### [Task description]
Extract from the entries below, exactly as given, only the lines from the line containing "laplace(&mut rng, scale))" to the line containing "Ok(count + laplace(&mut", both lines included.
◆ ◆ ◆
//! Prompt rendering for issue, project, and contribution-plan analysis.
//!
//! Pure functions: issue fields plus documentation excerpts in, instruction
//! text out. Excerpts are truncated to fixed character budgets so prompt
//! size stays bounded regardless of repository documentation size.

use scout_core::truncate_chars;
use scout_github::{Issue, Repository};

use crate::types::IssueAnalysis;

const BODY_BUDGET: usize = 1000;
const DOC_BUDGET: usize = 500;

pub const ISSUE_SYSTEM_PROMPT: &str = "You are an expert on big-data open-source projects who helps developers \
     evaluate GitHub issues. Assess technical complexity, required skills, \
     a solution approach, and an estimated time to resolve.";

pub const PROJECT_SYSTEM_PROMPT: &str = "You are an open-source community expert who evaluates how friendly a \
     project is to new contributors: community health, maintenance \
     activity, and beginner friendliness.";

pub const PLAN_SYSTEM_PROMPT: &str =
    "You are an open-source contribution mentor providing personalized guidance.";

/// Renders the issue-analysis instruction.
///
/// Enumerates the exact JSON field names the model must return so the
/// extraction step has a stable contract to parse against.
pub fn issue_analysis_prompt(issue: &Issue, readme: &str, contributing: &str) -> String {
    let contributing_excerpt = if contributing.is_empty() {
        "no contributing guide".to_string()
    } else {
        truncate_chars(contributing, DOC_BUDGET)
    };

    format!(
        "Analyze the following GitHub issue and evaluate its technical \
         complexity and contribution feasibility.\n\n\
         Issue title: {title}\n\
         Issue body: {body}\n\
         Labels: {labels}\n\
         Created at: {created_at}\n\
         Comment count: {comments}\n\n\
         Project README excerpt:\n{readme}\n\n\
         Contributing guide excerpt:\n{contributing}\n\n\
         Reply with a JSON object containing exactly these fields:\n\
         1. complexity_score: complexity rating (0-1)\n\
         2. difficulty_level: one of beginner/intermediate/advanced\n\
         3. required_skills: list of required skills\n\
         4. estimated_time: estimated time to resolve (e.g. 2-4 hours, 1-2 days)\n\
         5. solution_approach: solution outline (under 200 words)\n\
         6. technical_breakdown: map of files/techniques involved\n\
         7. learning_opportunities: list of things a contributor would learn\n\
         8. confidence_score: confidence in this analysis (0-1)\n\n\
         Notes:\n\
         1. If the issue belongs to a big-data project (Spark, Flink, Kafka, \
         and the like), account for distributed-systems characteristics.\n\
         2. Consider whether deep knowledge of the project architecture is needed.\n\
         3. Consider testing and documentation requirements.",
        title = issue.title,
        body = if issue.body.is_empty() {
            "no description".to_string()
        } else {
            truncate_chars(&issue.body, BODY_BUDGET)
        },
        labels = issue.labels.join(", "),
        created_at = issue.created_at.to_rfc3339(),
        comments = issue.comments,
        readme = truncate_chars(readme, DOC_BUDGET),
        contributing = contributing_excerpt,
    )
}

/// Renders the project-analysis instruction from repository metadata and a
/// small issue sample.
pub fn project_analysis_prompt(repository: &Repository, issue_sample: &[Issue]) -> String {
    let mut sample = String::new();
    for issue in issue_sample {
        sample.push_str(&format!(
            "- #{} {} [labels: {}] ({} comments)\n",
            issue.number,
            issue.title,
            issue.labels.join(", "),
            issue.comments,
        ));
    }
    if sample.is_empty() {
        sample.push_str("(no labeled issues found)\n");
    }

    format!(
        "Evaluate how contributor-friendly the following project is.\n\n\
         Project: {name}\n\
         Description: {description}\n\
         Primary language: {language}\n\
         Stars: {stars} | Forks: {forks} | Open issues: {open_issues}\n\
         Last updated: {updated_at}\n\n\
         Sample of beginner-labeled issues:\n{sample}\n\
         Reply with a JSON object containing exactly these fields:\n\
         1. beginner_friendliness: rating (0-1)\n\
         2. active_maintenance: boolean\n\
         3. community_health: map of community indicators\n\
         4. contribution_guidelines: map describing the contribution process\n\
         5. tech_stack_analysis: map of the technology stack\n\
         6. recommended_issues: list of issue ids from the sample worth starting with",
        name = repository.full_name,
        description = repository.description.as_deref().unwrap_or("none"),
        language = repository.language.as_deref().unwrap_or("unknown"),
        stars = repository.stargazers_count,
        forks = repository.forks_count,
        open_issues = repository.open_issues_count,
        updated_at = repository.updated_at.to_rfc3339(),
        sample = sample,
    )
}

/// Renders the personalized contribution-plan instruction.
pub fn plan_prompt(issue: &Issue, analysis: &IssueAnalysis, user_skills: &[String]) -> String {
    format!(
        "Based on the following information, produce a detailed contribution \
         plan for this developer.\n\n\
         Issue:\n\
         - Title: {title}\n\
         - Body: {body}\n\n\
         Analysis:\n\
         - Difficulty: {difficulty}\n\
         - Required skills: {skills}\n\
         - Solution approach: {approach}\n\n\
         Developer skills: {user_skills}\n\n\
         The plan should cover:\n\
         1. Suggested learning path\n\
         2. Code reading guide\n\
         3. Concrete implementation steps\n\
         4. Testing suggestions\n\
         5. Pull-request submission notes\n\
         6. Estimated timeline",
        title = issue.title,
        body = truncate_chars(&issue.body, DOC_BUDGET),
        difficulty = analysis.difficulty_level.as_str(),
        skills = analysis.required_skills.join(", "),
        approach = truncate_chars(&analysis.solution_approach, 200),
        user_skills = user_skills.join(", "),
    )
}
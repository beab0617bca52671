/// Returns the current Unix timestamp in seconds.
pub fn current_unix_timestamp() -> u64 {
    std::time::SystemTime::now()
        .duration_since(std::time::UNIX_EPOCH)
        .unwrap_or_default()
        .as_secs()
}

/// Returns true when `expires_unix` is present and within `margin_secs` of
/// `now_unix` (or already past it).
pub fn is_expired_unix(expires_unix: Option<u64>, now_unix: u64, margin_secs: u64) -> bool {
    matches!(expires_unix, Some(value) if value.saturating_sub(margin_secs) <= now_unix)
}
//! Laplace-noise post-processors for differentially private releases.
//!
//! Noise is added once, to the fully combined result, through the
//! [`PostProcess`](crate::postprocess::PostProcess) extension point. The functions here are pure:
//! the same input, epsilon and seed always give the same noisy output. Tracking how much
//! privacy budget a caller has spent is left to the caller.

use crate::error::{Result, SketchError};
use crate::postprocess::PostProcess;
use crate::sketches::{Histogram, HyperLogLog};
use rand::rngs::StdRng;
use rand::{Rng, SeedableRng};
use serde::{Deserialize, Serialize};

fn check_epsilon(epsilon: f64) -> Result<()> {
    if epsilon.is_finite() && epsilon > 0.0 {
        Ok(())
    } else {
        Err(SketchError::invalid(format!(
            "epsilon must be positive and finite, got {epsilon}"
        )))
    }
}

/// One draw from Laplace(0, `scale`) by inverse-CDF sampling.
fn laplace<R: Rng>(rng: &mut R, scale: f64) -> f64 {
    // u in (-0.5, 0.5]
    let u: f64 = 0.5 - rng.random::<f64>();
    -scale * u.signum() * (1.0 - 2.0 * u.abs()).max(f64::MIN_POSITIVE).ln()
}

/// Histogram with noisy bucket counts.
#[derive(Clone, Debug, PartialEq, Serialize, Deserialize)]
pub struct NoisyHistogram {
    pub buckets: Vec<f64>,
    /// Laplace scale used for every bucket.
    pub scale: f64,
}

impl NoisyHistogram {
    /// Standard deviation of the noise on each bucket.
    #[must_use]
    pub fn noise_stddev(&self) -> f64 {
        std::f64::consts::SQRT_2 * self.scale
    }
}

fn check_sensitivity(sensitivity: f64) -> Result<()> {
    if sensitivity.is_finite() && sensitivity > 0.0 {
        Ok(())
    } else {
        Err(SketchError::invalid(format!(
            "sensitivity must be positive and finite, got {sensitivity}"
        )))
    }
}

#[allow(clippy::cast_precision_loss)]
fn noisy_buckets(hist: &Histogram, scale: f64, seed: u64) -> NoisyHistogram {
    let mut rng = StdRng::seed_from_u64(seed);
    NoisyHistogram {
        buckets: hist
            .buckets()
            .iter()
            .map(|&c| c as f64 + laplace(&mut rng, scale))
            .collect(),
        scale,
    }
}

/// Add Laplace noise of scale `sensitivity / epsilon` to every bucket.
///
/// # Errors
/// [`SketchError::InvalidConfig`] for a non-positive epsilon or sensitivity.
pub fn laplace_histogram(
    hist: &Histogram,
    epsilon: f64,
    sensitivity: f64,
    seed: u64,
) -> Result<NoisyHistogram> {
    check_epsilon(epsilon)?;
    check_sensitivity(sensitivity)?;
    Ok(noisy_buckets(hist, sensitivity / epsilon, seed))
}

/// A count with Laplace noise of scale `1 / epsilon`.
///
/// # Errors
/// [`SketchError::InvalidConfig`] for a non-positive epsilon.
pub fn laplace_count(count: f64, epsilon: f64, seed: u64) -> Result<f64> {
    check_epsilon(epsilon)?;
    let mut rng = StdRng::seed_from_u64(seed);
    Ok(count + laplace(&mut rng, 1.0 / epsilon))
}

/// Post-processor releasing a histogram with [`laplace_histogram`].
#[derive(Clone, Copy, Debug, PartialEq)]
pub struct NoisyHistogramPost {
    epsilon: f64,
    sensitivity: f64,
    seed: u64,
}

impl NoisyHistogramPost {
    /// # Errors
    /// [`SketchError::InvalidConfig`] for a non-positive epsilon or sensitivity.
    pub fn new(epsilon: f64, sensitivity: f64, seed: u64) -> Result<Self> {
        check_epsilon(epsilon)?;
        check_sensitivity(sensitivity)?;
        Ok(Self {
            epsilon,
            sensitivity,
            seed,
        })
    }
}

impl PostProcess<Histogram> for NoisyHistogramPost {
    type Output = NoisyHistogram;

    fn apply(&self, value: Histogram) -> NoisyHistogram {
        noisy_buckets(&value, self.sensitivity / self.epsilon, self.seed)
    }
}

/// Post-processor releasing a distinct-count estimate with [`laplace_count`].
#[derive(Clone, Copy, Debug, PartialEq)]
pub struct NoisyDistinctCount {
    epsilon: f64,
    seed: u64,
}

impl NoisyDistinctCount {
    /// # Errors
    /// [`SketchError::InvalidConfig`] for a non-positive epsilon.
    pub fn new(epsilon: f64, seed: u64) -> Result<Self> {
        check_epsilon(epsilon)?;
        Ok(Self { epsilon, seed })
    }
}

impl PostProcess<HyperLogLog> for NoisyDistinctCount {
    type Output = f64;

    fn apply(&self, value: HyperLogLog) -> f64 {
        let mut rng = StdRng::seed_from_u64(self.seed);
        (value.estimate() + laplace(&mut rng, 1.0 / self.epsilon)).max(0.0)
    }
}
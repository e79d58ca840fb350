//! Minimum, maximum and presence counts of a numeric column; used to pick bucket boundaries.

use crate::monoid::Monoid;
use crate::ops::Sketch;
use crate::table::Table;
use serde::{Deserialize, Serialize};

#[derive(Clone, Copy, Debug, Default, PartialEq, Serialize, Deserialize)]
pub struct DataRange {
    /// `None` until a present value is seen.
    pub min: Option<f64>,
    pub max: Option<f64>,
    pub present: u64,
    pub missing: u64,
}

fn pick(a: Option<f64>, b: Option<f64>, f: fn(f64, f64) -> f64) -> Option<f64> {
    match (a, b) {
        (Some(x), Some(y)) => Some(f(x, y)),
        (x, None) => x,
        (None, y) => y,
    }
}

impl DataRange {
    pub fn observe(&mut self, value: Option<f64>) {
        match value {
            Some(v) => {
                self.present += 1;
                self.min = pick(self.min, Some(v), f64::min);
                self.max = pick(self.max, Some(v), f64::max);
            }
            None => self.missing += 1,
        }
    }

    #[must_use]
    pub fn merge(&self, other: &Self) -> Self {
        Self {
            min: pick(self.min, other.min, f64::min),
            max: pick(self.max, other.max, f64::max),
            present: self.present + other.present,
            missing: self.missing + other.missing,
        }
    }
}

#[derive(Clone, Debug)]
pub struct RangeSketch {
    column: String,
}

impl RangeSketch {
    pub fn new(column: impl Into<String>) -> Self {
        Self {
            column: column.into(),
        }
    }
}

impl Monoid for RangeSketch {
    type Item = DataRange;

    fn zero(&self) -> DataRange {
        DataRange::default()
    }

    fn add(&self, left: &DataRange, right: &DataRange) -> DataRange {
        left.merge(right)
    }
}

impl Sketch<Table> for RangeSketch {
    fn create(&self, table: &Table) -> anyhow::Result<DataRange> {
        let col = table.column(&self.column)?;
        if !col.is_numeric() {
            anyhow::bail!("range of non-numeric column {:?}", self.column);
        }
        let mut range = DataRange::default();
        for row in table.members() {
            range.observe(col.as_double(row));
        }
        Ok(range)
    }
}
◆ ◆ ◆
### [Answer space]
            .map(|&c| c as f64 + laplace(&mut rng, scale))
            .collect(),
        scale,
    }
}

/// Add Laplace noise of scale `sensitivity / epsilon` to every bucket.
///
/// # Errors
/// [`SketchError::InvalidConfig`] for a non-positive epsilon or sensitivity.
pub fn laplace_histogram(
    hist: &Histogram,
    epsilon: f64,
    sensitivity: f64,
    seed: u64,
) -> Result<NoisyHistogram> {
    check_epsilon(epsilon)?;
    check_sensitivity(sensitivity)?;
    Ok(noisy_buckets(hist, sensitivity / epsilon, seed))
}

/// A count with Laplace noise of scale `1 / epsilon`.
///
/// # Errors
/// [`SketchError::InvalidConfig`] for a non-positive epsilon.
pub fn laplace_count(count: f64, epsilon: f64, seed: u64) -> Result<f64> {
    check_epsilon(epsilon)?;
    let mut rng = StdRng::seed_from_u64(seed);
    Ok(count + laplace(&mut rng, 1.0 / epsilon))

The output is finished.